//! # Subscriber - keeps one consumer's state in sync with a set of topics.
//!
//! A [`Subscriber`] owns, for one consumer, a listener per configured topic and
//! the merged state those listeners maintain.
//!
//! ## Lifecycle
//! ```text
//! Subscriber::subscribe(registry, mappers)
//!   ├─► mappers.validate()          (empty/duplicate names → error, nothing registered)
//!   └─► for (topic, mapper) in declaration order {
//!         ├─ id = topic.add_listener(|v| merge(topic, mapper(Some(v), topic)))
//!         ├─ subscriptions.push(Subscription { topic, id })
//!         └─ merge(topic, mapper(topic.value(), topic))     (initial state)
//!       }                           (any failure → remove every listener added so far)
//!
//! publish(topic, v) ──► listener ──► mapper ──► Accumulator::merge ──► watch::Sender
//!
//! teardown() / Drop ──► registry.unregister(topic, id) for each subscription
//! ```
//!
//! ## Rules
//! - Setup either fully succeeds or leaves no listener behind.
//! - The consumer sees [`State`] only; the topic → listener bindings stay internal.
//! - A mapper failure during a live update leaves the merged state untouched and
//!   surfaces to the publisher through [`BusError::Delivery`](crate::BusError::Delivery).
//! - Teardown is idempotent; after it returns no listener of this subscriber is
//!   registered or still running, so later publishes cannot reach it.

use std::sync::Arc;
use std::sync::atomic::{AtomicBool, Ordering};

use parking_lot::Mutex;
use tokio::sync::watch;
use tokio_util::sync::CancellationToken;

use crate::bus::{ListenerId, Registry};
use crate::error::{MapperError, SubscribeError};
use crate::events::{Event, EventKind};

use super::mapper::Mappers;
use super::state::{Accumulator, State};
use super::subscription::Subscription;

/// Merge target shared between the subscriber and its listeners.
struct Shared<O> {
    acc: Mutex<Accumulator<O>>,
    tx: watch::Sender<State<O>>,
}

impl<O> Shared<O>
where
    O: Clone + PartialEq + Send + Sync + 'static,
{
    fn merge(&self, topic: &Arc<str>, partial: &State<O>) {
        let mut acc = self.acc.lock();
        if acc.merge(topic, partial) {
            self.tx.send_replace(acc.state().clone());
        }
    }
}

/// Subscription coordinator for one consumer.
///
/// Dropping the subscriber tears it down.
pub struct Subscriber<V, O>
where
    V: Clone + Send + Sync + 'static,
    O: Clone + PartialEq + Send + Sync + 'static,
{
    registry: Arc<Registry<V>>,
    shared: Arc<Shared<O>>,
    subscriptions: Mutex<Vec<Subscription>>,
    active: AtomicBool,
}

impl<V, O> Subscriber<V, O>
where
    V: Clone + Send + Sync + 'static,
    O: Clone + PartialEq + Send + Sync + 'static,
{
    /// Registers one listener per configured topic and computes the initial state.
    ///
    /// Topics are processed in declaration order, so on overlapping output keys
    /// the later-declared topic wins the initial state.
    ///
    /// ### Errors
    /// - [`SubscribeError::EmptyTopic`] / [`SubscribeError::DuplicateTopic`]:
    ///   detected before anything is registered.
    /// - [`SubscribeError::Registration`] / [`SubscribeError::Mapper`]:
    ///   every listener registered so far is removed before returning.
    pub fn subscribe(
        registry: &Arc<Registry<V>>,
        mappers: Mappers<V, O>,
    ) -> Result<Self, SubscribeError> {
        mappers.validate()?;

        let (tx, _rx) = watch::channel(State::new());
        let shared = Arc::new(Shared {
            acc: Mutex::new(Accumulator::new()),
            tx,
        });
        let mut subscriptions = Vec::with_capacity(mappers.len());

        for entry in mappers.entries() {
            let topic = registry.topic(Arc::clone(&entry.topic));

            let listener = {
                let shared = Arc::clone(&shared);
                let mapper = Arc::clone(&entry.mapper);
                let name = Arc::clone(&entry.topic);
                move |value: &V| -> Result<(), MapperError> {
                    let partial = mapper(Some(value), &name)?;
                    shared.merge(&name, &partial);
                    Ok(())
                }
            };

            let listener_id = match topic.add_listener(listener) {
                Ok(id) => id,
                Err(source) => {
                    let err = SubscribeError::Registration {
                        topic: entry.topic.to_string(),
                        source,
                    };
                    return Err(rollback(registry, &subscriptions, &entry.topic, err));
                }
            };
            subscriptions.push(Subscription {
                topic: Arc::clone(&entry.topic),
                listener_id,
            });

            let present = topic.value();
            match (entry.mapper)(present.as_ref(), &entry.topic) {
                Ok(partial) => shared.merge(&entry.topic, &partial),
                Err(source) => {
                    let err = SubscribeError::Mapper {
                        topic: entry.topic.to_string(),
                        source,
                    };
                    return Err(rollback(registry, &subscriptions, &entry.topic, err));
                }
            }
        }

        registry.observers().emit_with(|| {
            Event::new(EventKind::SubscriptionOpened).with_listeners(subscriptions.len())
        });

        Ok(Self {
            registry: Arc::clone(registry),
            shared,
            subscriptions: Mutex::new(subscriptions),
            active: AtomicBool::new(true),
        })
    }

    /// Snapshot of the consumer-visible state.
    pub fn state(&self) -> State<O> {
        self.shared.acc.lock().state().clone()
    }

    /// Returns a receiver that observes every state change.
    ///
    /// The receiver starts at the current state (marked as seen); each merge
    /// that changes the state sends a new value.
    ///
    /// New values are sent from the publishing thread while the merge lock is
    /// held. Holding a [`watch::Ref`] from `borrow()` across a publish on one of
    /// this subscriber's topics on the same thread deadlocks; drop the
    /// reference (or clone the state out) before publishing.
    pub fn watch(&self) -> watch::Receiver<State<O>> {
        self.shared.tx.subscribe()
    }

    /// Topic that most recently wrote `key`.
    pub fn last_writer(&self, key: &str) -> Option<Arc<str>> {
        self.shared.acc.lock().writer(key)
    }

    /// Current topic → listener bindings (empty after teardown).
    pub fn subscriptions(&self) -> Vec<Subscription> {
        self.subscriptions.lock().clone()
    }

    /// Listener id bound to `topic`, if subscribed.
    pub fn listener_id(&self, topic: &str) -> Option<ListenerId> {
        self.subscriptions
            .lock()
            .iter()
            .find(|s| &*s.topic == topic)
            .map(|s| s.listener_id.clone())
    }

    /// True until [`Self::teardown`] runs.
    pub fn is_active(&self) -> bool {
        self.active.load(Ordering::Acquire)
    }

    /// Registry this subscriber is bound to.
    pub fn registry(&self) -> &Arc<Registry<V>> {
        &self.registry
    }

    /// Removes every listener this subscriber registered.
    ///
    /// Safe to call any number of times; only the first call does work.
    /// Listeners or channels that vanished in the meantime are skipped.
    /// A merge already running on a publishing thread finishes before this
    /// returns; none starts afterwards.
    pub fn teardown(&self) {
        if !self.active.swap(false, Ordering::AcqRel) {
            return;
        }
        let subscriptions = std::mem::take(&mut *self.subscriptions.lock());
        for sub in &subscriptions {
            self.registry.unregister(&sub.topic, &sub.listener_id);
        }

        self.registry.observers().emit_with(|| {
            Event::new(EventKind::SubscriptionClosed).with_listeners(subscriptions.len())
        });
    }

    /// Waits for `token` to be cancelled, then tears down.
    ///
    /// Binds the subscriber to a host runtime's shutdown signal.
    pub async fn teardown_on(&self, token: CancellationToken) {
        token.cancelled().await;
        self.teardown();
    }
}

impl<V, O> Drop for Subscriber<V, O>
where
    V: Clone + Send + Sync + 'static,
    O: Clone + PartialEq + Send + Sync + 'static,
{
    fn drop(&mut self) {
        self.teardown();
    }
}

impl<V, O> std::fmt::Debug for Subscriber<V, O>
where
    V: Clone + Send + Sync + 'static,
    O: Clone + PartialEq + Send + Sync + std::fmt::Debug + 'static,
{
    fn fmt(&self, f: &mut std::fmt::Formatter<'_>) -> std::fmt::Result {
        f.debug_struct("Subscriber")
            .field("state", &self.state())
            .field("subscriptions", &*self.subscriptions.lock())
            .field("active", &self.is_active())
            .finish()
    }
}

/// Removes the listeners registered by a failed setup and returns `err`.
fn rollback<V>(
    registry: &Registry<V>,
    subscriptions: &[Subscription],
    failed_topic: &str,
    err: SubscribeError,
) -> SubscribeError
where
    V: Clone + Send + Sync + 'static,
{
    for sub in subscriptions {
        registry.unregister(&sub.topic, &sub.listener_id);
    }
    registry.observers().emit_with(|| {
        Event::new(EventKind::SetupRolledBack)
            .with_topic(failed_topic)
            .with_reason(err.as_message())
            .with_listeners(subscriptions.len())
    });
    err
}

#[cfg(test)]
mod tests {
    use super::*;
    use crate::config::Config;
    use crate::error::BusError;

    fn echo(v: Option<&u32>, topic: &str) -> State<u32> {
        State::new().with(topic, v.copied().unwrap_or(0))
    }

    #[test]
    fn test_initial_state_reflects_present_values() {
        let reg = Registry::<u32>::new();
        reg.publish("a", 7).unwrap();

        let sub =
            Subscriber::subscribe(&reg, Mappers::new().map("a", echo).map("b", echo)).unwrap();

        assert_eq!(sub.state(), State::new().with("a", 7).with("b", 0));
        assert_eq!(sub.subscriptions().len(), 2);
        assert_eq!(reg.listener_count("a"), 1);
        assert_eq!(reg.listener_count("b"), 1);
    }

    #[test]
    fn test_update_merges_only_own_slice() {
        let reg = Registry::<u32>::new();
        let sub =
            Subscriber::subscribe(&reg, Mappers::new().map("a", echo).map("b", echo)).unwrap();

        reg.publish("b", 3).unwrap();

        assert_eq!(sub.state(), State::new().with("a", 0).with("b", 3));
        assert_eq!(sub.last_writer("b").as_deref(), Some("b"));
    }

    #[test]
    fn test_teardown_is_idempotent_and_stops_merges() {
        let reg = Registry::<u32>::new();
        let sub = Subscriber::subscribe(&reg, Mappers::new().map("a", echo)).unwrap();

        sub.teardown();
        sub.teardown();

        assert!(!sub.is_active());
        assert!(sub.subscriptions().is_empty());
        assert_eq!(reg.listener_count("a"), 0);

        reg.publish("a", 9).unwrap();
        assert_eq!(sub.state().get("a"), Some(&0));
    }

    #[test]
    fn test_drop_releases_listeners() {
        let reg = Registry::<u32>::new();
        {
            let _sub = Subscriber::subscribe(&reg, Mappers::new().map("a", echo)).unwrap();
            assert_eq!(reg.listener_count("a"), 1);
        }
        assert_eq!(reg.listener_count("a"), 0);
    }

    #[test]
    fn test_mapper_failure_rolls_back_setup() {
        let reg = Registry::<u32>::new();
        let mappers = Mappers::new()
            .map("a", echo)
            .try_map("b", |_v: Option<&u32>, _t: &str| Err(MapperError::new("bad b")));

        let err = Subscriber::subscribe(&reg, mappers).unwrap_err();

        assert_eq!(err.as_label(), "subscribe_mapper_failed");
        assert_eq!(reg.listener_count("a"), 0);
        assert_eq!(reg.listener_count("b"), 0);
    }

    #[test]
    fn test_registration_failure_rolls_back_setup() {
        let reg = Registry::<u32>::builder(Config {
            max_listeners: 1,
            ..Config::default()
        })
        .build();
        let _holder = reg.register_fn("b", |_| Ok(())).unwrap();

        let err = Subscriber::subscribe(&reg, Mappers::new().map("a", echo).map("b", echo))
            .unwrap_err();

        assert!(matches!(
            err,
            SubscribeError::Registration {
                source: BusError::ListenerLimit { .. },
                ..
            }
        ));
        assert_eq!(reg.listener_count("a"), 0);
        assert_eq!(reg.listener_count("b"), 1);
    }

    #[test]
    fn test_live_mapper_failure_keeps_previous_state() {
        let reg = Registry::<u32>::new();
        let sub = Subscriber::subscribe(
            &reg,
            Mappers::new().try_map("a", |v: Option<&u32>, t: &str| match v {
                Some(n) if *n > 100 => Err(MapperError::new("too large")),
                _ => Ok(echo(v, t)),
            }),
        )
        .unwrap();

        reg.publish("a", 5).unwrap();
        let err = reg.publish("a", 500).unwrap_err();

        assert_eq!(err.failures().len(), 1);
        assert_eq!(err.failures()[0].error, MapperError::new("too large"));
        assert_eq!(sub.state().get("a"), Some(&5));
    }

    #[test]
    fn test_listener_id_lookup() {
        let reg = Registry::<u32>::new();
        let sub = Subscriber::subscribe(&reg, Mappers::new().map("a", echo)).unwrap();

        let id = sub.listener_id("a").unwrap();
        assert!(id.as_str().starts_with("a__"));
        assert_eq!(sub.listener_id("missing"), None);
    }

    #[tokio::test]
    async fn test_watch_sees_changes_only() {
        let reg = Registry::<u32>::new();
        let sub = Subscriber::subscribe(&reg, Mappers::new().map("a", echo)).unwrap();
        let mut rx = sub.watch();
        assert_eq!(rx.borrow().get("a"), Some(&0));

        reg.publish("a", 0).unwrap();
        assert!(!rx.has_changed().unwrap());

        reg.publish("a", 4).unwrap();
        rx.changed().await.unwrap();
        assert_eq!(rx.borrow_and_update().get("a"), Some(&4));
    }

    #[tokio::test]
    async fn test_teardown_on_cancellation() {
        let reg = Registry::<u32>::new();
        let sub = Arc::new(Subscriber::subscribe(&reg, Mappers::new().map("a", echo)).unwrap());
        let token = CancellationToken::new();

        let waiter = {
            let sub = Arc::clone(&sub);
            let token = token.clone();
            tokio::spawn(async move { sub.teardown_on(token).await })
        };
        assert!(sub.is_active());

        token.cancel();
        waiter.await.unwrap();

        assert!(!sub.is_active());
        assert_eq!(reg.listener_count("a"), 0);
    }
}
◇ ◇ ◇
## What is needed
Wherever the string "unregister" appears in the entries above, return the line it appears on.

## Result below
//! teardown() / Drop ──► registry.unregister(topic, id) for each subscription
            self.registry.unregister(&sub.topic, &sub.listener_id);
        registry.unregister(&sub.topic, &sub.listener_id);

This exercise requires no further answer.